• [Instructions for the task]: Copy all the lines below without altering anything.
[Start of section]
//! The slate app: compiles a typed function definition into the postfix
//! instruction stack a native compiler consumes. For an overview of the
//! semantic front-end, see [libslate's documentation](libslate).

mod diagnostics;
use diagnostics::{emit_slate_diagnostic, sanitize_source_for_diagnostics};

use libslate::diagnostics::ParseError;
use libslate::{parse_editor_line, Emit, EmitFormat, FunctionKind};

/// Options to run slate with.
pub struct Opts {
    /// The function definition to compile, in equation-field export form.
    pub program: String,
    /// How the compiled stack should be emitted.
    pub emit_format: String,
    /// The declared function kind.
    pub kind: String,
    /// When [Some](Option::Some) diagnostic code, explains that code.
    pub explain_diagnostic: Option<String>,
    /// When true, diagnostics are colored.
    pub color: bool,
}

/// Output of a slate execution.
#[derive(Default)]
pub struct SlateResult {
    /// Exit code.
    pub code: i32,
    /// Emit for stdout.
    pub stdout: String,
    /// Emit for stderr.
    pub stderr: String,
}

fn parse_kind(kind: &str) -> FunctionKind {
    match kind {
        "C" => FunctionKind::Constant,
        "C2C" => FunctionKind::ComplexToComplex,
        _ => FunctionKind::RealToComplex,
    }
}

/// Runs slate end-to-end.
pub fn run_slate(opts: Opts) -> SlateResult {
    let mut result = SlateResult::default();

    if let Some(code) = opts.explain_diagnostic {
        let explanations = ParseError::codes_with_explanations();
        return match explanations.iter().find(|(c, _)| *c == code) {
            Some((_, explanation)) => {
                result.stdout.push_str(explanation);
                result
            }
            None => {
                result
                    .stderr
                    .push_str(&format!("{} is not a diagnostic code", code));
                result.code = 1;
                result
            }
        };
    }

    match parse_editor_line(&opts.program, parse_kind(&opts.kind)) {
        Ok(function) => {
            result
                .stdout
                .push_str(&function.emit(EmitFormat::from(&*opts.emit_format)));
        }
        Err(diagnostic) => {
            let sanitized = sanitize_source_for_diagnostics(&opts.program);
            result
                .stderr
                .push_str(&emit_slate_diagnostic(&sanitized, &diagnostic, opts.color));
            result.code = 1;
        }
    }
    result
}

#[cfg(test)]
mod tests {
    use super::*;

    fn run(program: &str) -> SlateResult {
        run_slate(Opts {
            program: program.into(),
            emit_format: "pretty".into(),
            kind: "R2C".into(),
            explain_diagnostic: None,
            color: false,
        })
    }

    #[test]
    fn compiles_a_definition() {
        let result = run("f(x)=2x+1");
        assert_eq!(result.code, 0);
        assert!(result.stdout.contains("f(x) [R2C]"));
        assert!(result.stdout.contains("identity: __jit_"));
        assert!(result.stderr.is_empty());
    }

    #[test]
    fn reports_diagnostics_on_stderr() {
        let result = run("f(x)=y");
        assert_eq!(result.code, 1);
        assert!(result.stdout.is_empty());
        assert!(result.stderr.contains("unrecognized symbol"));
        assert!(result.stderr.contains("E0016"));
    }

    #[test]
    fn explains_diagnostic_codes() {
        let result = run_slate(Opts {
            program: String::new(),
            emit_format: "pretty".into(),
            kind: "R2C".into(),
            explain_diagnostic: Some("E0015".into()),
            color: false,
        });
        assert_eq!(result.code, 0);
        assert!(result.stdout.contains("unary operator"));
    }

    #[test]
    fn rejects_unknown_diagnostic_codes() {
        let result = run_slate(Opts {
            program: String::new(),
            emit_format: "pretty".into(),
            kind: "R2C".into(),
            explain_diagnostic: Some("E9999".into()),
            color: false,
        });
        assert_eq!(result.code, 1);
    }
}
[End of section]
• [Exercise answer]:
//! The slate app: compiles a typed function definition into the postfix
//! instruction stack a native compiler consumes. For an overview of the
//! semantic front-end, see [libslate's documentation](libslate).

mod diagnostics;
use diagnostics::{emit_slate_diagnostic, sanitize_source_for_diagnostics};

use libslate::diagnostics::ParseError;
use libslate::{parse_editor_line, Emit, EmitFormat, FunctionKind};

/// Options to run slate with.
pub struct Opts {
    /// The function definition to compile, in equation-field export form.
    pub program: String,
    /// How the compiled stack should be emitted.
    pub emit_format: String,
    /// The declared function kind.
    pub kind: String,
    /// When [Some](Option::Some) diagnostic code, explains that code.
    pub explain_diagnostic: Option<String>,
    /// When true, diagnostics are colored.
    pub color: bool,
}

/// Output of a slate execution.
#[derive(Default)]
pub struct SlateResult {
    /// Exit code.
    pub code: i32,
    /// Emit for stdout.
    pub stdout: String,
    /// Emit for stderr.
    pub stderr: String,
}

fn parse_kind(kind: &str) -> FunctionKind {
    match kind {
        "C" => FunctionKind::Constant,
        "C2C" => FunctionKind::ComplexToComplex,
        _ => FunctionKind::RealToComplex,
    }
}

/// Runs slate end-to-end.
pub fn run_slate(opts: Opts) -> SlateResult {
    let mut result = SlateResult::default();

    if let Some(code) = opts.explain_diagnostic {
        let explanations = ParseError::codes_with_explanations();
        return match explanations.iter().find(|(c, _)| *c == code) {
            Some((_, explanation)) => {
                result.stdout.push_str(explanation);
                result
            }
            None => {
                result
                    .stderr
                    .push_str(&format!("{} is not a diagnostic code", code));
                result.code = 1;
                result
            }
        };
    }

    match parse_editor_line(&opts.program, parse_kind(&opts.kind)) {
        Ok(function) => {
            result
                .stdout
                .push_str(&function.emit(EmitFormat::from(&*opts.emit_format)));
        }
        Err(diagnostic) => {
            let sanitized = sanitize_source_for_diagnostics(&opts.program);
            result
                .stderr
                .push_str(&emit_slate_diagnostic(&sanitized, &diagnostic, opts.color));
            result.code = 1;
        }
    }
    result
}

#[cfg(test)]
mod tests {
    use super::*;

    fn run(program: &str) -> SlateResult {
        run_slate(Opts {
            program: program.into(),
            emit_format: "pretty".into(),
            kind: "R2C".into(),
            explain_diagnostic: None,
            color: false,
        })
    }

    #[test]
    fn compiles_a_definition() {
        let result = run("f(x)=2x+1");
        assert_eq!(result.code, 0);
        assert!(result.stdout.contains("f(x) [R2C]"));
        assert!(result.stdout.contains("identity: __jit_"));
        assert!(result.stderr.is_empty());
    }

    #[test]
    fn reports_diagnostics_on_stderr() {
        let result = run("f(x)=y");
        assert_eq!(result.code, 1);
        assert!(result.stdout.is_empty());
        assert!(result.stderr.contains("unrecognized symbol"));
        assert!(result.stderr.contains("E0016"));
    }

    #[test]
    fn explains_diagnostic_codes() {
        let result = run_slate(Opts {
            program: String::new(),
            emit_format: "pretty".into(),
            kind: "R2C".into(),
            explain_diagnostic: Some("E0015".into()),
            color: false,
        });
        assert_eq!(result.code, 0);
        assert!(result.stdout.contains("unary operator"));
    }

    #[test]
    fn rejects_unknown_diagnostic_codes() {
        let result = run_slate(Opts {
            program: String::new(),
            emit_format: "pretty".into(),
            kind: "R2C".into(),
            explain_diagnostic: Some("E9999".into()),
            color: false,
        });
        assert_eq!(result.code, 1);
    }
}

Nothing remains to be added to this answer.